*** Extracted information Section Begins ***

//! TUI module for algoviz.
//!
//! Reusable application state for the `algoviz-tui` binary. The terminal
//! I/O stays in the binary; key handling and clock ticks live here so they
//! can be tested without a terminal.

pub mod app;

pub use app::VizApp;

#[cfg(test)]
mod tests;
//! CLI command handlers.
//!
//! Each handler returns an `ExitCode`; failures are reported on stderr.

use std::path::Path;
use std::process::ExitCode;

use tracing::{info, warn};

use crate::algorithms::{catalog, open};
use crate::config::VizConfig;
use crate::engine::controller::ParamOutcome;
use crate::engine::driver::PlaybackDriver;
use crate::engine::generator::ParamArgs;
use crate::engine::visualizer::Visualizer;
use crate::error::{VizError, VizResult};

use super::output::{print_catalog, print_help, print_step, print_version};
use super::{Args, Command};

/// Load the configuration named on the command line, or the defaults.
///
/// # Errors
///
/// Returns error if the file cannot be read, parsed or validated.
pub fn load_config(path: Option<&Path>) -> VizResult<VizConfig> {
    match path {
        Some(path) => VizConfig::load(path),
        None => Ok(VizConfig::default()),
    }
}

/// Main CLI entry point.
///
/// Dispatches to the appropriate command handler based on parsed arguments.
#[must_use]
pub fn run_cli(args: Args, config: &VizConfig) -> ExitCode {
    match args.command {
        Command::List => list_algorithms(),
        Command::Show {
            algorithm,
            bindings,
            json,
        } => show_trace(&algorithm, &bindings, json, config),
        Command::Play {
            algorithm,
            bindings,
            speed,
        } => play_trace(&algorithm, &bindings, speed, config),
        Command::Help => {
            print_help();
            ExitCode::SUCCESS
        }
        Command::Version => {
            print_version();
            ExitCode::SUCCESS
        }
    }
}

/// Open an algorithm and bind its parameters.
///
/// # Errors
///
/// Returns error for an unknown id or an unusable binding.
pub fn prepare(
    algorithm: &str,
    bindings: &ParamArgs,
    config: &VizConfig,
) -> VizResult<Box<dyn Visualizer>> {
    let mut viz = open(algorithm, config)?;
    if !bindings.is_empty() && viz.apply_args(bindings)? == ParamOutcome::RejectedWhilePlaying {
        warn!(algorithm, "parameters ignored while playing");
    }
    Ok(viz)
}

fn report_error(e: &VizError) -> ExitCode {
    eprintln!("Error: {e}");
    if e.is_user_input() {
        eprintln!("Run 'algoviz list' for algorithms and their parameters.");
    }
    ExitCode::from(1)
}

/// List the algorithm catalogue.
#[must_use]
pub fn list_algorithms() -> ExitCode {
    print_catalog(&catalog());
    ExitCode::SUCCESS
}

/// Print every step of one trace.
#[must_use]
pub fn show_trace(algorithm: &str, bindings: &ParamArgs, json: bool, config: &VizConfig) -> ExitCode {
    let mut viz = match prepare(algorithm, bindings, config) {
        Ok(viz) => viz,
        Err(e) => return report_error(&e),
    };
    info!(algorithm, steps = viz.trace_len(), "showing trace");

    if json {
        match viz.trace_json() {
            Ok(text) => println!("{text}"),
            Err(e) => {
                eprintln!("Error: {e}");
                return ExitCode::from(1);
            }
        }
        viz.seek(usize::MAX);
    } else {
        for index in 0..viz.trace_len() {
            viz.seek(index);
            print_step(&*viz);
        }
    }
    if viz.result().is_some() {
        ExitCode::SUCCESS
    } else {
        ExitCode::from(2)
    }
}

/// Play one trace in real time on a single-threaded tokio runtime.
#[must_use]
pub fn play_trace(
    algorithm: &str,
    bindings: &ParamArgs,
    speed: Option<u32>,
    config: &VizConfig,
) -> ExitCode {
    let mut viz = match prepare(algorithm, bindings, config) {
        Ok(viz) => viz,
        Err(e) => return report_error(&e),
    };
    if let Some(speed) = speed {
        viz.set_speed(speed);
    }

    let runtime = match tokio::runtime::Builder::new_current_thread()
        .enable_time()
        .build()
    {
        Ok(rt) => rt,
        Err(e) => {
            eprintln!("Error: failed to start runtime: {e}");
            return ExitCode::from(1);
        }
    };

    viz.toggle_play_pause();
    let report = runtime.block_on(PlaybackDriver::new(&mut *viz).run(print_step));

    info!(
        algorithm,
        frames = report.frames_rendered,
        cursor = report.final_cursor,
        "playback done"
    );
    if viz.result().is_some() {
        ExitCode::SUCCESS
    } else {
        ExitCode::from(2)
    }
}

*** Extracted information Section Ends ***

-- The problem --
Once you have found every line in the listing that holds the string "algoviz", copy each of them.

-- Solved problem --
//! TUI module for algoviz.
//! Reusable application state for the `algoviz-tui` binary. The terminal
        eprintln!("Run 'algoviz list' for algorithms and their parameters.");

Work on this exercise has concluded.